A state’s governor has broad discretion whether to grant a pardon to a defendant. The governor usually considers a pardon after the state’s parole board has made a recommendation for the pardon. Although the governor is entitled to grant a type of clemency that is less than a pardon, the governor is usually not entitled to grant more clemency than is recommended by the parole board. The governor is also entitled to reject the parole board’s recommendation regarding a pardon.

In most states, a governor’s power to pardon is limited to criminal cases. It does not apply to defendants who have been imprisoned for civil contempt or for violation of an injunction. The governor has the power to grant a pardon only after a defendant has been convicted of a criminal offense. However, the defendant does not have to be sentenced in order for the governor to grant a pardon.

A state’s governor usually grants a pardon to a defendant after the defendant has fully discharged his or her sentence. Although the governor is entitled to grant a pardon while the defendant is imprisoned, this type of pardon is not common. A state’s parole board will only make a recommendation for the defendant while the defendant is imprisoned if exceptional circumstances exist.

A governor’s power to grant a pardon is not subject to review by the courts. Therefore, a defendant does not have a right to appeal a decision of the governor with regard to a pardon.

There are generally three types of pardons.

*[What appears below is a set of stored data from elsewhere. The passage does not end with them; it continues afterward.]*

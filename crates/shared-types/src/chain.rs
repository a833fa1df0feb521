//! # Chain Primitives
//!
//! Numeric chain identifiers, block numbers, and the hex-encoded byte
//! newtypes used to address accounts, contracts, and cross-chain messages.

use crate::errors::ParseError;
use serde::{Deserialize, Serialize};
use std::fmt;
use std::str::FromStr;

/// EIP-155 style numeric chain identifier.
#[derive(Clone, Copy, Debug, PartialEq, Eq, PartialOrd, Ord, Hash, Serialize, Deserialize)]
#[serde(transparent)]
pub struct ChainId(pub u64);

impl ChainId {
    /// Create a chain identifier.
    pub const fn new(id: u64) -> Self {
        Self(id)
    }

    /// Raw numeric value.
    pub const fn as_u64(&self) -> u64 {
        self.0
    }
}

impl fmt::Display for ChainId {
    fn fmt(&self, f: &mut fmt::Formatter<'_>) -> fmt::Result {
        write!(f, "{}", self.0)
    }
}

impl From<u64> for ChainId {
    fn from(id: u64) -> Self {
        Self(id)
    }
}

impl FromStr for ChainId {
    type Err = ParseError;

    fn from_str(s: &str) -> Result<Self, Self::Err> {
        s.parse::<u64>()
            .map(Self)
            .map_err(|_| ParseError::InvalidChainId(s.to_string()))
    }
}

/// Monotonic block number on a single chain.
#[derive(
    Clone, Copy, Debug, Default, PartialEq, Eq, PartialOrd, Ord, Hash, Serialize, Deserialize,
)]
#[serde(transparent)]
pub struct BlockNumber(pub u64);

impl BlockNumber {
    /// Create a block number.
    pub const fn new(n: u64) -> Self {
        Self(n)
    }

    /// Raw numeric value.
    pub const fn as_u64(&self) -> u64 {
        self.0
    }

    /// Blocks remaining until `later`, saturating at zero.
    pub fn distance_to(&self, later: BlockNumber) -> u64 {
        later.0.saturating_sub(self.0)
    }
}

impl fmt::Display for BlockNumber {
    fn fmt(&self, f: &mut fmt::Formatter<'_>) -> fmt::Result {
        write!(f, "#{}", self.0)
    }
}

impl From<u64> for BlockNumber {
    fn from(n: u64) -> Self {
        Self(n)
    }
}

/// Decode a fixed-width byte array from a `0x`-prefixed hex string.
fn decode_fixed<const N: usize>(s: &str) -> Result<[u8; N], ParseError> {
    let stripped = s.strip_prefix("0x").unwrap_or(s);
    let bytes = hex::decode(stripped).map_err(|_| ParseError::InvalidHex(s.to_string()))?;
    let got = bytes.len();
    bytes.try_into().map_err(|_| ParseError::InvalidLength {
        expected: N,
        got,
    })
}

macro_rules! hex_newtype {
    ($(#[$doc:meta])* $name:ident, $width:literal) => {
        $(#[$doc])*
        #[derive(Clone, Copy, PartialEq, Eq, PartialOrd, Ord, Hash, Serialize, Deserialize)]
        pub struct $name(pub [u8; $width]);

        impl $name {
            /// Wrap raw bytes.
            pub const fn new(bytes: [u8; $width]) -> Self {
                Self(bytes)
            }

            /// Raw bytes.
            pub const fn as_bytes(&self) -> &[u8; $width] {
                &self.0
            }

            /// All-zero value, used as a placeholder in tests and defaults.
            pub const fn zero() -> Self {
                Self([0u8; $width])
            }
        }

        impl fmt::Display for $name {
            fn fmt(&self, f: &mut fmt::Formatter<'_>) -> fmt::Result {
                write!(f, "0x{}", hex::encode(self.0))
            }
        }

        impl fmt::Debug for $name {
            fn fmt(&self, f: &mut fmt::Formatter<'_>) -> fmt::Result {
                write!(f, "{}(0x{})", stringify!($name), hex::encode(self.0))
            }
        }

        impl FromStr for $name {
            type Err = ParseError;

            fn from_str(s: &str) -> Result<Self, Self::Err> {
                decode_fixed::<$width>(s).map(Self)
            }
        }

        impl From<[u8; $width]> for $name {
            fn from(bytes: [u8; $width]) -> Self {
                Self(bytes)
            }
        }
    };
}

hex_newtype!(
    /// 20-byte account address of a registeree wallet.
    WalletAddress,
    20
);

hex_newtype!(
    /// 20-byte address of a deployed registry contract.
    ContractAddress,
    20
);

hex_newtype!(
    /// 32-byte transaction hash.
    TxHash,
    32
);

hex_newtype!(
    /// 32-byte identifier of a bridged cross-chain message.
    CrossChainMessageId,
    32
);
//! # Status Poll Discipline
//!
//! At most one registry poll is in flight per session. New requests while
//! one is outstanding are coalesced, and a newly issued poll supersedes any
//! still-pending one: completions carry the generation they were issued
//! under, and only a completion matching the current generation may touch
//! the session. Cancellation bumps the generation and is idempotent.

use parking_lot::Mutex;

#[derive(Debug, Default)]
struct PollerState {
    generation: u64,
    in_flight: bool,
}

/// Issued for one poll; completions must present it back.
#[derive(Debug, Clone, Copy, PartialEq, Eq)]
pub struct PollPermit {
    generation: u64,
}

/// Per-session poll coordinator.
#[derive(Debug, Default)]
pub struct StatusPoller {
    state: Mutex<PollerState>,
}

impl StatusPoller {
    /// Create an idle poller.
    pub fn new() -> Self {
        Self::default()
    }

    /// Begin a poll. Returns `None` when one is already in flight - the
    /// request is coalesced, not queued.
    pub fn begin(&self) -> Option<PollPermit> {
        let mut state = self.state.lock();
        if state.in_flight {
            return None;
        }
        state.in_flight = true;
        Some(PollPermit {
            generation: state.generation,
        })
    }

    /// Report a completed poll. Returns `true` when the result is current
    /// and may be applied; a superseded completion returns `false` and must
    /// be discarded without touching the session.
    pub fn complete(&self, permit: PollPermit) -> bool {
        let mut state = self.state.lock();
        if state.in_flight && state.generation == permit.generation {
            state.in_flight = false;
            true
        } else {
            false
        }
    }

    /// Cancel any outstanding poll. Best-effort: the network call itself may
    /// still finish, but its completion will no longer match. Idempotent -
    /// cancelling twice or after natural completion is a no-op beyond the
    /// generation bump.
    pub fn cancel(&self) {
        let mut state = self.state.lock();
        state.generation = state.generation.wrapping_add(1);
        state.in_flight = false;
    }

    /// Whether a poll is currently outstanding.
    pub fn is_in_flight(&self) -> bool {
        self.state.lock().in_flight
    }
}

The first type of pardon is a full pardon. A full pardon exempts a defendant from punishment without any conditions. Any legal disabilities that were imposed by the defendant’s conviction and sentence are removed. For example, if the defendant was prohibited from voting or from being a juror as a result of his or her conviction, the defendant’s right to vote or to be a juror is restored. After the defendant accepts the full pardon and after the defendant is released from prison, the state loses custody and control over the defendant. A full pardon cannot be revoked once the defendant accepts the pardon, unless the pardon was obtained through fraud.

The second type of pardon is a conditional pardon. A conditional pardon releases a defendant from punishment subject to conditions. The conditional pardon is usually used to release a defendant from prison when the defendant is eligible for parole and when the defendant is not a United States citizen. After the conditional pardon is granted, the defendant is usually required to leave the country or to surrender to immigration officers for deportation. The conditional pardon is a contract between the defendant and the state. The conditional pardon may be revoked.

The third type of pardon is a restoration of a defendant’s civil rights or rights of citizenship. For example, if the defendant was prohibited from voting as a result of his or her conviction, a restoration of the defendant’s civil rights or rights of citizenship will allow the defendant to vote. Defendants who have been convicted of certain federal offenses may file applications to have their civil rights restored by a state. However, there are restrictions regarding these applications, such as whether the defendants have completed their sentences or whether the defendants have been convicted of any other offenses.